I have been talking about the areas of New Testament studies that were emphasized in my Masters and PhD programs at Princeton Theological Seminary, back in the late 70s and early to mid 80s.  It was a long program, even though I sped through it a couple of years faster than most of my colleagues.  The Masters program was three years (that is typical for a masters of divinity degree); my PhD was four years (most of my friends took five to seven).   That’s full time work, for all those seven years.   It’s a lot!

Most of the training that most of my friends/colleagues had was in New Testament exegesis and theology, as I’ve described.  My passions lay elsewhere, and my plan is to talk a little about them.  But it just occurred to me this morning that my *original* interest in the New Testament was in fact exegesis and theology, even though I would not have used those terms for it.
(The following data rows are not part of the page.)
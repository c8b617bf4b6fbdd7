//! Validator health: missed blocks, proposals within a trailing window,
//! stake, plus the chain's average block time.
//!
//! Every scrape dials its own connection to the node and drops it once the
//! figures are fetched.

use std::collections::HashMap;
use std::fmt::Debug;
use std::sync::Arc;

use async_trait::async_trait;
use eyre::{eyre, Result, WrapErr};
use futures::{future, stream, StreamExt};
use tracing::{debug, error, warn};

use warden_base::{CoreMetrics, MetricsCollector, Scrape, StatusGauge};
use warden_core::{
    average_block_time_between, join_signing_infos, merge_proposer_counts, parse_integer_amount,
    parse_legacy_dec, scale, tally_proposers, trailing_window, BlockHeader, BlockProvider,
    StakingProvider, Validator,
};
use warden_cosmos::{ConnectionConf, GrpcProvider};

use super::{bool_label, count};
use crate::settings::ValidatorsConf;

/// Blocks fetched at once while tallying proposers
const PROPOSER_SCAN_CONCURRENCY: usize = 10;

const VALIDATOR_LABELS: [&str; 7] = [
    "chain_id",
    "valcons",
    "valoper",
    "moniker",
    "jailed",
    "tombstoned",
    "bond_status",
];

/// The chain queries a single validator scrape runs over.
#[derive(Debug, Clone)]
pub struct ValidatorQueries {
    staking: Arc<dyn StakingProvider>,
    blocks: Arc<dyn BlockProvider>,
}

impl ValidatorQueries {
    /// Bundle the staking and block queries of one connection.
    pub fn new(staking: Arc<dyn StakingProvider>, blocks: Arc<dyn BlockProvider>) -> Self {
        Self { staking, blocks }
    }
}

/// Opens the connection a validator scrape works over.
#[async_trait]
pub trait ValidatorsConnector: Debug + Send + Sync {
    /// Dial the upstream. The connection lives as long as the returned
    /// queries.
    async fn connect(&self) -> Result<ValidatorQueries>;
}

/// Dials the node over gRPC for every scrape.
#[derive(Debug, Clone)]
pub struct GrpcConnector {
    conf: ConnectionConf,
}

impl GrpcConnector {
    /// Connector for the node described by `conf`.
    pub fn new(conf: ConnectionConf) -> Self {
        Self { conf }
    }
}

#[async_trait]
impl ValidatorsConnector for GrpcConnector {
    async fn connect(&self) -> Result<ValidatorQueries> {
        let provider = Arc::new(
            GrpcProvider::connect(self.conf.clone())
                .await
                .wrap_err("connecting to the node")?,
        );
        Ok(ValidatorQueries::new(provider.clone(), provider))
    }
}

/// Figures fetched over one connection.
struct Fetched {
    validators: Result<Vec<Validator>>,
    proposer_counts: HashMap<String, u64>,
    average_block_time: Result<f64>,
}

/// Exports one sample per validator and metric, joined from the slashing
/// and staking modules.
#[derive(Debug)]
pub struct ValidatorsCollector {
    connector: Arc<dyn ValidatorsConnector>,
    chain_id: String,
    exponent: u32,
    conf: ValidatorsConf,
    missed_blocks: StatusGauge<7>,
    blocks_proposed: StatusGauge<7>,
    tokens: StatusGauge<7>,
    delegator_shares: StatusGauge<7>,
    average_block_time: StatusGauge<1>,
}

impl ValidatorsCollector {
    /// Register the validator gauges.
    pub fn new(
        metrics: &CoreMetrics,
        connector: Arc<dyn ValidatorsConnector>,
        chain_id: String,
        exponent: u32,
        conf: ValidatorsConf,
    ) -> Result<Self> {
        Ok(Self {
            connector,
            chain_id,
            exponent,
            conf,
            missed_blocks: metrics.new_status_gauge(
                "cosmos_validator_missed_blocks",
                "Returns missed blocks for a validator.",
                VALIDATOR_LABELS,
            )?,
            blocks_proposed: metrics.new_status_gauge(
                "cosmos_validator_blocks_proposed",
                "Returns the number of blocks proposed by a validator within the block window.",
                VALIDATOR_LABELS,
            )?,
            tokens: metrics.new_status_gauge(
                "cosmos_validator_tokens",
                "Returns the bonded tokens of a validator.",
                VALIDATOR_LABELS,
            )?,
            delegator_shares: metrics.new_status_gauge(
                "cosmos_validator_delegator_shares",
                "Returns the delegator shares of a validator.",
                VALIDATOR_LABELS,
            )?,
            average_block_time: metrics.new_status_gauge(
                "cosmos_average_block_time_seconds",
                "Returns the average block time in seconds.",
                ["chain_id"],
            )?,
        })
    }

    /// Signing infos joined with validator descriptions. Signing infos
    /// without a validator are dropped.
    async fn validators(
        &self,
        scrape: &Scrape,
        queries: &ValidatorQueries,
    ) -> Result<Vec<Validator>> {
        let (infos, descriptors) = tokio::join!(
            scrape.call(queries.staking.signing_infos()),
            scrape.call(queries.staking.validators()),
        );
        let infos = infos.wrap_err("fetching signing infos")?;
        let descriptors = descriptors.wrap_err("fetching validators")?;

        let (validators, skipped) = join_signing_infos(infos, descriptors);
        for valcons in &skipped {
            debug!(%valcons, "signing info has no matching validator, skipping");
        }
        Ok(validators)
    }

    /// Proposals per consensus address over the trailing block window.
    /// Blocks that cannot be read are left out of the tally.
    async fn proposer_counts(
        &self,
        scrape: &Scrape,
        queries: &ValidatorQueries,
        latest: &BlockHeader,
    ) -> HashMap<String, u64> {
        let headers: Vec<BlockHeader> =
            stream::iter(trailing_window(latest.height, self.conf.block_window))
                .map(|height| async move {
                    if scrape.is_expired() {
                        return None;
                    }
                    match scrape.call(queries.blocks.block_by_height(height)).await {
                        Ok(header) => Some(header),
                        Err(err) => {
                            debug!(height, ?err, "skipping unreadable block");
                            None
                        }
                    }
                })
                .buffer_unordered(PROPOSER_SCAN_CONCURRENCY)
                .filter_map(future::ready)
                .collect()
                .await;
        tally_proposers(&headers)
    }

    async fn average_block_time(
        &self,
        scrape: &Scrape,
        queries: &ValidatorQueries,
        latest: &BlockHeader,
    ) -> Result<f64> {
        let start_height = latest
            .height
            .saturating_sub(self.conf.block_time_sample)
            .max(1);
        let start = scrape
            .call(queries.blocks.block_by_height(start_height))
            .await
            .wrap_err_with(|| format!("fetching block {start_height}"))?;
        Ok(average_block_time_between(&start, latest)?)
    }

    async fn fetch(&self, scrape: &Scrape, queries: &ValidatorQueries) -> Fetched {
        let (latest, validators) = tokio::join!(
            scrape.call(queries.blocks.latest_block()),
            self.validators(scrape, queries),
        );

        let (proposer_counts, average_block_time) = match &latest {
            Ok(latest) => {
                tokio::join!(
                    self.proposer_counts(scrape, queries, latest),
                    self.average_block_time(scrape, queries, latest),
                )
            }
            Err(err) => {
                warn!(?err, "latest block unavailable, proposer counts default to zero");
                (HashMap::new(), Err(eyre!("latest block unavailable: {err}")))
            }
        };

        Fetched {
            validators,
            proposer_counts,
            average_block_time,
        }
    }

    fn emit(&self, validator: &Validator) {
        let bond_status = validator.bond_status.label();
        let labels = [
            self.chain_id.as_str(),
            validator.consensus_address.as_str(),
            validator.operator_address.as_str(),
            validator.moniker.as_str(),
            bool_label(validator.jailed),
            bool_label(validator.tombstoned),
            bond_status.as_str(),
        ];

        self.missed_blocks
            .success(labels, count(validator.missed_blocks));
        self.blocks_proposed
            .success(labels, count(validator.blocks_proposed));

        let tokens = parse_integer_amount(&validator.tokens, self.exponent);
        if let Err(err) = &tokens {
            warn!(valoper = %validator.operator_address, ?err, "unreadable validator tokens");
        }
        self.tokens.record(labels, &tokens);

        let shares = parse_legacy_dec(validator.delegator_shares.as_bytes())
            .map(|shares| scale(shares, self.exponent));
        if let Err(err) = &shares {
            warn!(valoper = %validator.operator_address, ?err, "unreadable delegator shares");
        }
        self.delegator_shares.record(labels, &shares);
    }

    fn emit_unavailable(&self) {
        let labels = [self.chain_id.as_str(), "", "", "", "", "", ""];
        self.missed_blocks.error(labels);
        self.blocks_proposed.error(labels);
        self.tokens.error(labels);
        self.delegator_shares.error(labels);
    }
}

#[async_trait]
impl MetricsCollector for ValidatorsCollector {
    fn name(&self) -> &'static str {
        "validators"
    }

    async fn collect(&self, scrape: &Scrape) {
        let queries = match scrape.call(self.connector.connect()).await {
            Ok(queries) => queries,
            Err(err) => {
                error!(collector = self.name(), ?err, "failed to connect to the node");
                self.emit_unavailable();
                self.average_block_time.error([self.chain_id.as_str()]);
                return;
            }
        };
        let Fetched {
            validators,
            proposer_counts,
            average_block_time: average,
        } = self.fetch(scrape, &queries).await;
        drop(queries);

        match validators {
            Ok(mut validators) => {
                merge_proposer_counts(&mut validators, &proposer_counts);
                for validator in &validators {
                    self.emit(validator);
                }
            }
            Err(err) => {
                error!(collector = self.name(), ?err, "failed to collect validators");
                self.emit_unavailable();
            }
        }

        if let Err(err) = &average {
            error!(collector = self.name(), ?err, "failed to compute average block time");
        }
        self.average_block_time
            .record([self.chain_id.as_str()], &average);
    }
}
I had been mildly interested in the Bible even as a child.  Very mildly.  OK, very, very mildly.  I found the stories interesting, but I never read it.  I was a church kid, but in the Episcopal Church the Bible was not a huge focus of study.   When I was fifteen and had a “born again” experience, the Bible suddenly became very important for me.  That’s because the man who “led me to Christ,” as we used to say, was extremely committed to the Bible and saw it as the key to what to believe, what to think, how to act, how to be in the world, how to exist.  For him it was flippin’ *everything*.  And since he became my spiritual leader, I followed his lead.

Looking back on it, it is a little strange that I thought I had been “led to Christ.”  Where was I before?  True, I was not…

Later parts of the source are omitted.